Le front demeure figé durant 1916 et 1917, malgré plusieurs offensives. C’est pourtant sur ce front de 500 kilomètres, qui va de la mer Adriatique à la mer égée, que va se dérouler l’une des percées les plus spectaculaires de la guerre. Les Bulgares, qui tiennent la majorité du front après que la plupart des troupes allemandes eurent été transférées sur le front occidental en vue des offensives du printemps 1918, sont épuisés et las de la guerre. Le général Franchet d’Espèrey, nommé commandant des armées alliées d’Orient (AAO), fortes de 650 000 hommes en juin 1918, veut percer les défenses bulgares pour prendre la vallée du Vardar où convergent les communications des deux armées bulgares. Le 15 septembre 1918, les troupes serbes et françaises attaquent au centre du front par les montagnes macédoniennes tandis que les Britanniques et les Grecs doivent lancer une offensive secondaire plus à l’est. La quasi-absence de routes dans ces montagnes empêche cependant de relier les différents secteurs entre eux. Une percée en un endroit serait donc impossible à contenir.

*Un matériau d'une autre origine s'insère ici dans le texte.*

//! `[build]` section configuration.
//!
//! # Example
//!
//! ```toml
//! [build]
//! content = "content"         # Page sources (relative to site root)
//! assets = "assets"           # Copied verbatim to <output>/assets
//! output = "public"           # Build output directory
//! index = "index.typ"         # Index/layout file name
//! batch_size = 4              # Pages compiled concurrently
//! fonts = ["fonts"]           # Extra font directories
//!
//! [build.layout]
//! mode = "fallback"           # none | fallback | merge
//! max_depth = 8               # Ancestor levels inspected in merge mode
//!
//! [build.typst]
//! command = ["typst"]         # Compiler command prefix
//! timeout = 60                # Seconds before a page compile is killed
//! ```
//!
//! See submodules for details: [`layout`], [`typst`].

mod layout;
mod typst;

pub use layout::LayoutConfig;
pub use typst::TypstConfig;

use crate::config::{ConfigDiagnostics, FieldPath};
use serde::{Deserialize, Serialize};
use std::path::PathBuf;

#[derive(Debug, Clone, Serialize, Deserialize)]
#[serde(default)]
pub struct BuildConfig {
    /// Page source directory.
    pub content: PathBuf,

    /// Static assets directory.
    pub assets: PathBuf,

    /// Build output directory.
    pub output: PathBuf,

    /// Index / layout file name.
    pub index: String,

    /// Pages compiled concurrently.
    pub batch_size: usize,

    /// Extra font directories passed to the compiler.
    pub fonts: Vec<PathBuf>,

    /// Clean output directory before building (CLI only).
    #[serde(skip)]
    pub clean: bool,

    /// Layout inheritance settings.
    pub layout: LayoutConfig,

    /// External compiler settings.
    pub typst: TypstConfig,
}

impl Default for BuildConfig {
    fn default() -> Self {
        Self {
            content: "content".into(),
            assets: "assets".into(),
            output: "public".into(),
            index: "index.typ".into(),
            batch_size: 4,
            fonts: Vec::new(),
            clean: false,
            layout: LayoutConfig::default(),
            typst: TypstConfig::default(),
        }
    }
}

impl BuildConfig {
    /// Validate build configuration.
    pub fn validate(&self, diag: &mut ConfigDiagnostics) {
        if self.batch_size == 0 {
            diag.error(FieldPath::new("build.batch_size"), "must be at least 1");
        }

        if !crate::layout::is_markup(&self.index) || self.index.contains(['/', '\\']) {
            diag.error_with_hint(
                FieldPath::new("build.index"),
                format!("`{}` is not a markup file name", self.index),
                "use a plain file name such as `index.typ`",
            );
        }

        if self.output == self.content || self.content.starts_with(&self.output) {
            diag.error(
                FieldPath::new("build.output"),
                "output directory must not contain the content directory",
            );
        }

        self.typst.validate(diag);
    }
}

#[cfg(test)]
mod tests {
    use super::*;
    use crate::config::test_parse_config;
    use crate::layout::InheritanceMode;

    #[test]
    fn test_defaults() {
        let config = test_parse_config("");
        assert_eq!(config.build.content, PathBuf::from("content"));
        assert_eq!(config.build.assets, PathBuf::from("assets"));
        assert_eq!(config.build.output, PathBuf::from("public"));
        assert_eq!(config.build.index, "index.typ");
        assert_eq!(config.build.batch_size, 4);
        assert_eq!(config.build.layout.mode, InheritanceMode::Fallback);
        assert_eq!(config.build.typst.command, vec!["typst".to_string()]);
        assert!(!config.build.clean);
    }

    #[test]
    fn test_custom_build() {
        let config = test_parse_config(
            r#"
[build]
content = "pages"
index = "main.typ"
batch_size = 2
fonts = ["fonts"]
"#,
        );
        assert_eq!(config.build.content, PathBuf::from("pages"));
        assert_eq!(config.build.index, "main.typ");
        assert_eq!(config.build.batch_size, 2);
        assert_eq!(config.build.fonts, vec![PathBuf::from("fonts")]);
    }

    #[test]
    fn test_validate_collects_errors() {
        let config = test_parse_config("[build]\nbatch_size = 0\nindex = \"index.md\"\noutput = \"content\"");
        let mut diag = ConfigDiagnostics::new();
        config.build.validate(&mut diag);
        assert_eq!(diag.fields(), vec!["build.batch_size", "build.index", "build.output"]);
    }

    #[test]
    fn test_validate_default_is_clean() {
        let mut diag = ConfigDiagnostics::new();
        BuildConfig::default().validate(&mut diag);
        assert!(diag.fields().is_empty());
    }
}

Sans char et avec peu d’aviation, l’infanterie et la cavalerie se retrouvent au cœur des opérations. Les affrontements pour la conquête des positions ennemies prennent la forme de coups de main. On est loin des affrontements de masse du front occidental. « Nos soldats avaient à escalader des séries de mamelons difformes, de crêtes pelées, de pics aux pentes abruptes couvertes d’organisations bien étudiées. Les Bulgares se défendaient avec une extrême violence », relate le général Jouinot-Gambetta, qui commande une brigade de cavalerie d’Afrique du Nord composée de spahis et de chasseurs d’Afrique. Les troupes franco-serbes progressent bien plus vite que prévu et arrivent à rompre le front le 20 septembre, au prix d’âpres combats dans des conditions extrêmes. La prise de Gradsko, sur le fleuve Vardar, et de Prilep le 23, mettent les Bulgares en déroute. Leurs deux armées sont scindées en deux le lendemain avec la destruction progressive des ponts du Vardar. Franchet d’Espérey veut que ses hommes s’enfoncent « […] audacieusement à l’intérieur du dispositif, marcher sans trêve jusqu’à l’extrême limite des forces des hommes et des chevaux […]» La brigade de cavalerie du général Jouinot-Gambetta se lance dans une chevauchée à travers les montagnes sans aucune carte ni soutien armé et logistique. Les cavaliers parcourent 80 kilomètres sans donner signe de vie et atteignent Usküb (aujourd’hui Skopje, la capitale macédonienne) le 29 septembre, qu’ils prennent par surprise lors de la dernière charge de l’histoire de la cavalerie française.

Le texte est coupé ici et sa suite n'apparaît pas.